Escalloped Potatoes

Recipe from

Southern Living


6 medium potatoes, peeled and thinly sliced (about 3 pounds)
6 to 8 bacon slices
1 large onion, thinly sliced
1/3 cup chopped fresh chives
2 cups (8 ounces) shredded sharp Cheddar cheese
1 teaspoon salt
3/4 teaspoon pepper
1/4 cup butter or margarine
1/4 cup all-purpose flour
3 cups milk


Bring potato and salted water to cover to a boil in a large saucepan over medium heat; reduce heat, and cook 8 minutes or until tender. Drain and set aside.

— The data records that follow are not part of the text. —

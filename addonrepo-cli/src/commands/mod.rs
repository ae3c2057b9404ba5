//! CLI command implementations.

pub mod build;
pub mod common;
pub mod render;
pub mod verify;
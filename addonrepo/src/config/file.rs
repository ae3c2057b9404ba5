//! INI configuration file.
//!
//! ```text
//! [repository]
//! sources = addons, third_party
//! output = dist
//! title = Dropout Repository
//!
//! [build]
//! version_scheme = semver
//! jobs = 4
//! exclude = .*, __pycache__, *.pyc
//! allow_digest_change = false
//!
//! [logging]
//! level = info
//! file = logs/addonrepo.log
//! ```
//!
//! Every key is optional. Relative paths resolve against the directory the
//! file lives in.

use std::fs;
use std::io;
use std::path::{Path, PathBuf};

use ini::{Ini, Properties};
use thiserror::Error;

use crate::addon::VersionScheme;

/// Filename looked up in the working directory.
pub const CONFIG_FILENAME: &str = "addonrepo.ini";

/// Errors loading a configuration file.
#[derive(Debug, Error)]
pub enum ConfigError {
    /// The file could not be read.
    #[error("failed to read config {}: {source}", path.display())]
    Read { path: PathBuf, source: io::Error },

    /// The file is not valid INI.
    #[error("invalid config {}: {reason}", path.display())]
    Parse { path: PathBuf, reason: String },

    /// A key has an unusable value.
    #[error("invalid value for [{section}] {key}: {reason}")]
    InvalidValue {
        section: &'static str,
        key: &'static str,
        reason: String,
    },
}

/// `[repository]` section.
#[derive(Debug, Clone, Default, PartialEq, Eq)]
pub struct RepositorySection {
    /// Source roots.
    pub sources: Vec<PathBuf>,
    /// Output directory.
    pub output: Option<PathBuf>,
    /// Listing title.
    pub title: Option<String>,
}

/// `[build]` section.
#[derive(Debug, Clone, Default, PartialEq, Eq)]
pub struct BuildSection {
    pub version_scheme: Option<VersionScheme>,
    pub jobs: Option<usize>,
    pub exclude: Option<Vec<String>>,
    pub allow_digest_change: Option<bool>,
}

/// `[logging]` section.
#[derive(Debug, Clone, Default, PartialEq, Eq)]
pub struct LoggingSection {
    /// Default log level (`error`, `warn`, `info`, `debug`, `trace`).
    pub level: Option<String>,
    /// Additional log file.
    pub file: Option<PathBuf>,
}

/// Parsed configuration file. Unset keys stay `None`.
#[derive(Debug, Clone, Default, PartialEq, Eq)]
pub struct ConfigFile {
    /// Where the configuration was loaded from, if anywhere.
    pub path: Option<PathBuf>,
    pub repository: RepositorySection,
    pub build: BuildSection,
    pub logging: LoggingSection,
}

/// Per-user configuration path (e.g., `~/.config/addonrepo/config.ini`).
pub fn user_config_path() -> Option<PathBuf> {
    dirs::config_dir().map(|dir| dir.join("addonrepo").join("config.ini"))
}

impl ConfigFile {
    /// Load a configuration file.
    pub fn load(path: &Path) -> Result<Self, ConfigError> {
        let content = fs::read_to_string(path).map_err(|e| ConfigError::Read {
            path: path.to_path_buf(),
            source: e,
        })?;

        let base_dir = path
            .parent()
            .filter(|p| !p.as_os_str().is_empty())
            .unwrap_or_else(|| Path::new("."));

        let mut config = Self::parse(&content, base_dir).map_err(|e| match e {
            ConfigError::Parse { reason, .. } => ConfigError::Parse {
                path: path.to_path_buf(),
                reason,
            },
            other => other,
        })?;
        config.path = Some(path.to_path_buf());
        Ok(config)
    }

    /// Find and load the first configuration that exists.
    ///
    /// Looks for `addonrepo.ini` in `working_dir`, then the per-user file.
    /// Returns the default (empty) configuration when neither exists.
    pub fn discover(working_dir: &Path) -> Result<Self, ConfigError> {
        let candidates = std::iter::once(working_dir.join(CONFIG_FILENAME)).chain(user_config_path());

        for candidate in candidates {
            if candidate.is_file() {
                return Self::load(&candidate);
            }
        }

        Ok(Self::default())
    }

    /// Parse configuration text, resolving relative paths against `base_dir`.
    pub fn parse(content: &str, base_dir: &Path) -> Result<Self, ConfigError> {
        let ini = Ini::load_from_str(content).map_err(|e| ConfigError::Parse {
            path: PathBuf::new(),
            reason: e.to_string(),
        })?;

        let mut config = Self::default();

        if let Some(section) = ini.section(Some("repository")) {
            if let Some(sources) = value(section, "sources") {
                config.repository.sources = split_list(sources)
                    .into_iter()
                    .map(|s| base_dir.join(s))
                    .collect();
            }
            config.repository.output = value(section, "output").map(|o| base_dir.join(o));
            config.repository.title = value(section, "title").map(str::to_string);
        }

        if let Some(section) = ini.section(Some("build")) {
            if let Some(scheme) = value(section, "version_scheme") {
                config.build.version_scheme =
                    Some(scheme.parse().map_err(|reason| ConfigError::InvalidValue {
                        section: "build",
                        key: "version_scheme",
                        reason,
                    })?);
            }
            if let Some(jobs) = value(section, "jobs") {
                let jobs: usize = jobs.parse().map_err(|e| ConfigError::InvalidValue {
                    section: "build",
                    key: "jobs",
                    reason: format!("{}", e),
                })?;
                if jobs == 0 {
                    return Err(ConfigError::InvalidValue {
                        section: "build",
                        key: "jobs",
                        reason: "must be at least 1".to_string(),
                    });
                }
                config.build.jobs = Some(jobs);
            }
            config.build.exclude = value(section, "exclude").map(split_list);
            if let Some(allow) = value(section, "allow_digest_change") {
                config.build.allow_digest_change =
                    Some(parse_bool(allow).ok_or_else(|| ConfigError::InvalidValue {
                        section: "build",
                        key: "allow_digest_change",
                        reason: format!("expected true or false, got '{}'", allow),
                    })?);
            }
        }

        if let Some(section) = ini.section(Some("logging")) {
            config.logging.level = value(section, "level").map(str::to_string);
            config.logging.file = value(section, "file").map(|f| base_dir.join(f));
        }

        Ok(config)
    }
}

/// Non-empty, trimmed value of a key.
fn value<'a>(section: &'a Properties, key: &str) -> Option<&'a str> {
    section.get(key).map(str::trim).filter(|v| !v.is_empty())
}

fn parse_bool(value: &str) -> Option<bool> {
    match value.to_lowercase().as_str() {
        "true" | "yes" | "on" | "1" => Some(true),
        "false" | "no" | "off" | "0" => Some(false),
        _ => None,
    }
}

/// Split a comma-separated list, dropping empty items.
fn split_list(value: &str) -> Vec<String> {
    value
        .split(',')
        .map(str::trim)
        .filter(|s| !s.is_empty())
        .map(str::to_string)
        .collect()
}
//! AddonRepo - packaging pipeline for third-party add-on repositories
//!
//! Scans versioned add-on source directories, packages each into a
//! deterministic zip archive, and publishes a manifest plus a static,
//! browsable listing into a single output directory that can be served
//! verbatim by any static host.
//!
//! The pipeline flows one way:
//!
//! ```text
//! sources ──► builder ──► staging tree (archives + manifest)
//!                              │
//!                              ▼
//!                          listing ──► atomic commit ──► output dir
//! ```
//!
//! See [`builder::publish`] for the complete pipeline and [`verify::verify`]
//! for the consumer-side integrity check.

pub mod addon;
pub mod builder;
pub mod checksum;
pub mod config;
pub mod durable;
pub mod listing;
pub mod manifest;
pub mod naming;
pub mod verify;

pub use addon::{AddonDescriptor, AddonId, AddonVersion, VersionScheme};
pub use builder::{build, build_with, publish, BuildError, BuildResult};
pub use config::{BuildConfig, ListingConfig};
pub use listing::{render, RenderError};
pub use manifest::{ArchiveArtifact, ManifestEntry, RepositoryManifest};
pub use verify::{verify, Problem, VerifyReport};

Cook bacon in a large skillet until crisp. Remove bacon from skillet. Drain on paper towels, reserving 2 tablespoons drippings in skillet. Crumble bacon, and set aside.

Sauté onion in drippings in skillet over medium-high heat 15 minutes or until tender. Stir in bacon and chives.

Layer a lightly greased 13- x 9-inch baking dish with one-third of potato slices, one-third of onion mixture, and 2/3 cup cheese; sprinkle with 1/3 teaspoon salt and 1/4 teaspoon pepper. Repeat twice.

Melt butter in a heavy saucepan over low heat; whisk in flour until smooth. Cook, whisking constantly, 1 minute. Gradually whisk in milk until smooth. Pour over potato mixture.

Bake at 400° for 35 minutes or until golden. Let stand 10 minutes before serving.